**Brief**
Those lines of the data that hold the word "bool" are to be copied out.
====
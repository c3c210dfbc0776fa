// SPDX-License-Identifier: MPL-2.0
// This Source Code Form is subject to the terms of the Mozilla Public
// License, v. 2.0. If a copy of the MPL was not distributed with this
// file, You can obtain one at https://mozilla.org/MPL/2.0/.

//! Particle Cloud access.
//!
//! Devices are reached through the Particle Cloud REST API:
//!
//! | Operation | Request |
//! |-----------|---------|
//! | List devices | `GET /v1/devices?access_token=…` |
//! | Read variable | `GET /v1/devices/{id}/{name}?access_token=…` |
//! | Call function | `POST /v1/devices/{id}/{name}` with form `access_token`, `arg` |
//!
//! [`CloudApi`] abstracts these calls so the Connected Home adapter can run
//! against [`CloudClient`] (feature `http`) or any other implementation.

mod config;
#[cfg(feature = "http")]
mod client;

pub use config::CloudConfig;
#[cfg(feature = "http")]
pub use client::CloudClient;

use serde::Deserialize;

use crate::command::Command;
use crate::error::Error;
use crate::state::VariableValue;

/// A device registered to a cloud account.
#[derive(Debug, Clone, PartialEq, Eq, Deserialize)]
pub struct CloudDevice {
    /// Cloud device identifier.
    pub id: String,
    /// User-assigned device name.
    #[serde(default)]
    pub name: Option<String>,
    /// Whether the device is currently online.
    #[serde(default)]
    pub connected: bool,
}

/// Response to a variable read.
#[derive(Debug, Clone, PartialEq, Eq, Deserialize)]
pub struct VariableResponse {
    /// Response kind, `"VarReturn"` for a successful read.
    #[serde(default)]
    pub cmd: Option<String>,
    /// Variable name.
    #[serde(default)]
    pub name: Option<String>,
    /// Variable value.
    pub result: VariableValue,
}

impl VariableResponse {
    /// Returns `true` if the cloud reported a successful read.
    #[must_use]
    pub fn is_value(&self) -> bool {
        self.cmd.is_some()
    }
}

/// Response to a function call.
#[cfg_attr(not(feature = "http"), allow(dead_code))]
#[derive(Debug, Clone, PartialEq, Eq, Deserialize)]
pub(crate) struct FunctionResponse {
    #[serde(default)]
    pub return_value: Option<i32>,
}

/// Operations the cloud offers on an account's devices.
#[allow(async_fn_in_trait)]
pub trait CloudApi {
    /// Lists all devices of the account owning `access_token`.
    ///
    /// # Errors
    ///
    /// Returns an error if the request fails or the response is malformed.
    async fn list_devices(&self, access_token: &str) -> Result<Vec<CloudDevice>, Error>;

    /// Reads a published variable of a device.
    ///
    /// # Errors
    ///
    /// Returns an error if the request fails or the response is malformed.
    async fn get_variable(
        &self,
        access_token: &str,
        device_id: &str,
        name: &str,
    ) -> Result<VariableResponse, Error>;

    /// Calls a registered function and returns its integer result.
    ///
    /// # Errors
    ///
    /// Returns an error if the request fails or the response carries no
    /// `return_value`.
    async fn call_function<C: Command + Sync>(
        &self,
        access_token: &str,
        device_id: &str,
        command: &C,
    ) -> Result<i32, Error>;
}

#[cfg(test)]
mod tests {
    use super::*;

    #[test]
    fn parse_device_list() {
        let json = r#"[
            {"id": "abc123", "name": "lamp", "connected": true, "platform_id": 6},
            {"id": "def456", "connected": false}
        ]"#;
        let devices: Vec<CloudDevice> = serde_json::from_str(json).unwrap();
        assert_eq!(devices.len(), 2);
        assert_eq!(devices[0].name.as_deref(), Some("lamp"));
        assert!(devices[0].connected);
        assert!(devices[1].name.is_none());
        assert!(!devices[1].connected);
    }

    #[test]
    fn parse_variable_response() {
        let json = r#"{"cmd":"VarReturn","name":"deviceState","result":1,"coreInfo":{"connected":true}}"#;
        let response: VariableResponse = serde_json::from_str(json).unwrap();
        assert!(response.is_value());
        assert_eq!(response.result.as_int(), Some(1));
    }

    #[test]
    fn parse_function_response() {
        let json = r#"{"id":"abc123","name":"lamp","connected":true,"return_value":-2}"#;
        let response: FunctionResponse = serde_json::from_str(json).unwrap();
        assert_eq!(response.return_value, Some(-2));

        let response: FunctionResponse = serde_json::from_str(r#"{"ok":false}"#).unwrap();
        assert_eq!(response.return_value, None);
    }
}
====
**Response**
    pub connected: bool,
    pub fn is_value(&self) -> bool {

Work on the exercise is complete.